The Third World remains an area of darkness that can’t be drawn on a map

RASHMEE ROSHAN LALL July 6, 2014

third world third world (1976)“Turns out, the Third World is not a place — it’s a state of mind,” says OZY. Quite so.

It means poor governance, poverty, disease and hunger and all the problems that brought all of that on and perpetrated the vicious cycle.

The term, OZY reminds us in an excellent piece (which you can read here in full), started life in August1952, when French demographer Alfred Sauvy wrote a piece in L’Observateur. The article, Trois Mondes, Une Planète”, expressed concern about poor countries in the Cold War era.
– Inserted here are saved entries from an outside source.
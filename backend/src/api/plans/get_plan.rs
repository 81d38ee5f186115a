//! Single-plan lookup for the detail page.

use common::training_plan::PlanRecord;

use crate::db::rest_client::{RestClient, SelectQuery};

pub async fn get_plan_by_slug(client: &RestClient, slug: &str) -> anyhow::Result<Option<PlanRecord>> {
    let select = SelectQuery::table("training_plans").columns("*").eq("slug", slug);
    client.fetch_one::<PlanRecord>(select).await
}
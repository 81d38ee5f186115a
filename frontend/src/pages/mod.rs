pub mod center_detail_page;
pub mod gyms_page;
pub mod home_page;
pub mod plan_detail_page;
pub mod training_plans_page;
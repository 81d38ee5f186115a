pub mod facet_menu;
pub mod gym_result_card;
pub mod plan_result_card;
pub mod search_bar;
The term has enjoyed mixed popularity ever since, but politically correct or not, it’s impossible to shake off the world of meaning it conveys.

Mr Sauvy reached into French history, to 1789, before the Revolution, when the country’s legislature was made up of the First Estate (the aristocracy), the Second Estate (the clergy) and the Third Estate (commoners). He decided world misery was a world of its own – the Third World, much like the Third Estate. The Cold War might lead both the West and the Communist Eastern bloc to neglect world hunger, poverty, and disease, ie the “Third World – ignored, exploited, scorned like the Third Estate,” Mr Sauvy wrote.

He was spot on.

Broadly, the Third World still remains an area of darkness that cannot be drawn on a map, “periphery” countries in a system dominated by the “core”.